(Stored items)
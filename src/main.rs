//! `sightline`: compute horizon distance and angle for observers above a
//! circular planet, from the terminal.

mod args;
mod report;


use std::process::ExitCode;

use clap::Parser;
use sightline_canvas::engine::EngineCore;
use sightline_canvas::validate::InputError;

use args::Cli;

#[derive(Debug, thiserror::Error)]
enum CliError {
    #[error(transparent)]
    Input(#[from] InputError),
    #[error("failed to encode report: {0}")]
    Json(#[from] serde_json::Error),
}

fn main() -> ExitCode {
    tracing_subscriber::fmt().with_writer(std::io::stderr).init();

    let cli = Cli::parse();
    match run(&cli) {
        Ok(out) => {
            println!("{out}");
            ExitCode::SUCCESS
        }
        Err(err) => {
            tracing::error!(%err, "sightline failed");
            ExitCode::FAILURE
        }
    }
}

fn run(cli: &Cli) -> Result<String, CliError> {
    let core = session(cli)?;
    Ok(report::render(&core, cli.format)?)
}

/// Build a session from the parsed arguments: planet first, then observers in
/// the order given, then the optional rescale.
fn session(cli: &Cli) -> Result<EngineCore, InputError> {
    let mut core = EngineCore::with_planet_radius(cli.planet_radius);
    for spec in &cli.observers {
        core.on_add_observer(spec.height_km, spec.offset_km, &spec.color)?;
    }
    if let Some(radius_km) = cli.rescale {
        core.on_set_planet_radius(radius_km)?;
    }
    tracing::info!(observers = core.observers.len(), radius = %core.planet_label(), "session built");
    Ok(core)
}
* * *
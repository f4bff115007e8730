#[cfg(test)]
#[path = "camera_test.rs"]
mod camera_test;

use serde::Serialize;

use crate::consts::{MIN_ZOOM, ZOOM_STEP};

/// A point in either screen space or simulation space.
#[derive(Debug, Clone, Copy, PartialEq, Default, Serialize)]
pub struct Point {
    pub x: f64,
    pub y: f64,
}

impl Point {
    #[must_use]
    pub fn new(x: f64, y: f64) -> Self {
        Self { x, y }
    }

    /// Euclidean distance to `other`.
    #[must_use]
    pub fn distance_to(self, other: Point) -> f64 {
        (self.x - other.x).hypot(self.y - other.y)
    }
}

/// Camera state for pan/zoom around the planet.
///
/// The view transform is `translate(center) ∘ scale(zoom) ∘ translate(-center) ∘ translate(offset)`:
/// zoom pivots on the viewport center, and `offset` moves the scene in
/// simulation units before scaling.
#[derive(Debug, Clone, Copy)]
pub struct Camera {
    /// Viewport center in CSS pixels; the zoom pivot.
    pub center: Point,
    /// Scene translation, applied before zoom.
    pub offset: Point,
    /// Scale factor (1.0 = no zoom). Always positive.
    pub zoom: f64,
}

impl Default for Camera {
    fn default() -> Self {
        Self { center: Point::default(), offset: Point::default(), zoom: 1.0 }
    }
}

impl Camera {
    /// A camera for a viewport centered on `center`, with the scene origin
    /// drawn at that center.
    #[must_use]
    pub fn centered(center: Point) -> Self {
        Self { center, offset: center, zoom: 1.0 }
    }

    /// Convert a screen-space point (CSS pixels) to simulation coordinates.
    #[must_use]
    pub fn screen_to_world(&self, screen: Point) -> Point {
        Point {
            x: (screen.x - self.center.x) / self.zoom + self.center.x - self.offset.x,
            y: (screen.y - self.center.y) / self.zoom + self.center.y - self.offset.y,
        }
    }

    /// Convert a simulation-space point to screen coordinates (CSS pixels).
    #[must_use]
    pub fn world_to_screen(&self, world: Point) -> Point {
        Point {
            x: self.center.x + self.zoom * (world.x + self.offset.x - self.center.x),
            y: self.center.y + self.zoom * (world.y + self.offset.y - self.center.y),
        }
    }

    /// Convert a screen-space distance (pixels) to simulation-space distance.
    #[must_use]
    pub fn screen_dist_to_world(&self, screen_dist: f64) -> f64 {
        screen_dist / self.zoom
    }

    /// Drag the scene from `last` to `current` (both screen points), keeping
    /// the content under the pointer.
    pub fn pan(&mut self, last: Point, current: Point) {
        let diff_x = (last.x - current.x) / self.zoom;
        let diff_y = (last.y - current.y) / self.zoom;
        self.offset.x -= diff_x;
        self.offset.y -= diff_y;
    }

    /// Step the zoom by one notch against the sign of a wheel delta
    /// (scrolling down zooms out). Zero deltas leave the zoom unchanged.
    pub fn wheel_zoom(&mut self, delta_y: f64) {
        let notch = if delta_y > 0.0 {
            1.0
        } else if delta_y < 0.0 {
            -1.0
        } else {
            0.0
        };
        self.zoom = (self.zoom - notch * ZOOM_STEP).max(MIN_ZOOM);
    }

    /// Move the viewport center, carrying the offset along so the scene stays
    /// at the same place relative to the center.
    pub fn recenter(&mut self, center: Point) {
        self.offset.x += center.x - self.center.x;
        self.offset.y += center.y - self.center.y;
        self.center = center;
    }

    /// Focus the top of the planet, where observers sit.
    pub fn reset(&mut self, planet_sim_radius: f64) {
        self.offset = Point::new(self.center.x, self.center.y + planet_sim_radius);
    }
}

- WHAT TO PRODUCE
Tell how many lines of the entries above include "Copy". The answer should be the number and nothing more.

- REPLY TO THE TASK
2